The episode received mixed reviews, with Kevin McFarland of The A.V. Club calling the storyline "disappointing." He wrote of the episode, "At this juncture, disappointment is an expectation, something I have to fight against whenever I sit down to watch the show in an attempt to give each episode a fair shake." He continued, "This week, I was at a bit of a loss, because despite a return to an older, more successful formula, with a clearly plotted path, Family Guy didn't muster up enough material to fill out the A-plot of a half hour." McFarland also stated that the episode did not live up to the 1967 drama film Cool Hand Luke, that the title of the episode was named after.
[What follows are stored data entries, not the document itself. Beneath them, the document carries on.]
mod cli;
mod scenes;

use anyhow::{Context, Result};
use clap::Parser;
use ember_core::Scene;
use ember_renderer::{Camera, DispatchMode, RenderSettings, RenderStatus, Renderer};
use log::LevelFilter;

use cli::{Args, SceneChoice};

fn main() -> Result<()> {
    let args = Args::parse();

    env_logger::Builder::new()
        .filter_level(LevelFilter::from(args.log_level))
        .parse_default_env()
        .init();

    let scene = match args.scene {
        SceneChoice::Demo => Scene::demo(),
        SceneChoice::Random => scenes::random_scene(args.seed),
    };
    scene.validate().context("scene failed validation")?;

    let settings = RenderSettings {
        accumulate: !args.no_accumulate,
        dispatch: args
            .bucket_size
            .map_or(DispatchMode::Rows, |size| DispatchMode::Buckets { size }),
    };

    let mut camera = Camera::default();
    let mut renderer = Renderer::with_settings(settings);
    camera.resize(args.width, args.height);
    renderer.resize(args.width, args.height);

    log::info!(
        "Rendering {} frames at {}x{} ({:?}, accumulate: {})",
        args.frames,
        args.width,
        args.height,
        renderer.settings().dispatch,
        renderer.settings().accumulate
    );

    let orbit = args.orbit.to_radians();
    let mut total = std::time::Duration::ZERO;

    for _ in 0..args.frames {
        match renderer.render(&scene, &camera)? {
            RenderStatus::Rendered { frame_index } => {
                total += renderer.last_render_time();
                log::info!("Frame {} in {:.3}ms", frame_index, renderer.last_render_time().as_secs_f64() * 1000.0);
            }
            RenderStatus::EmptyViewport => {
                log::warn!("Viewport is empty, nothing to render");
                break;
            }
            RenderStatus::Cancelled => break,
        }

        if camera.rotate(orbit, 0.0) {
            renderer.reset_frame_index();
        }
    }

    log::info!("Rendered in {:?} total", total);

    if renderer.image_data().is_empty() {
        return Ok(());
    }

    save_png(&renderer, &args.output)?;
    log::info!("Saved to {}", args.output);

    Ok(())
}

fn save_png(renderer: &Renderer, path: &str) -> Result<()> {
    // Packed pixels keep R in the low byte, so little-endian memory is RGBA8.
    let bytes: Vec<u8> = if cfg!(target_endian = "little") {
        renderer.image_bytes().to_vec()
    } else {
        renderer.image_data().iter().flat_map(|pixel| pixel.to_le_bytes()).collect()
    };

    let image = image::RgbaImage::from_raw(renderer.width(), renderer.height(), bytes)
        .context("output buffer does not match image dimensions")?;
    image
        .save(path)
        .with_context(|| format!("failed to write {}", path))?;

    Ok(())
}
He concluded his review of the episode by giving the episode a grade of C. Terren R. Moore of Ology also found the episode to be unimpressive, noting, "It's good fun while it's on, but nothing here really sticks or adds to anything new to love about Family Guy." Moore also commented, "it's a pretty weak episode of Family Guy, where the most memorable joke of the night involves a thought bubble where Quagmire pulls a string of beads out of a woman's vagina." In the conclusion of the review, Moore gave the episode a 6/10 score.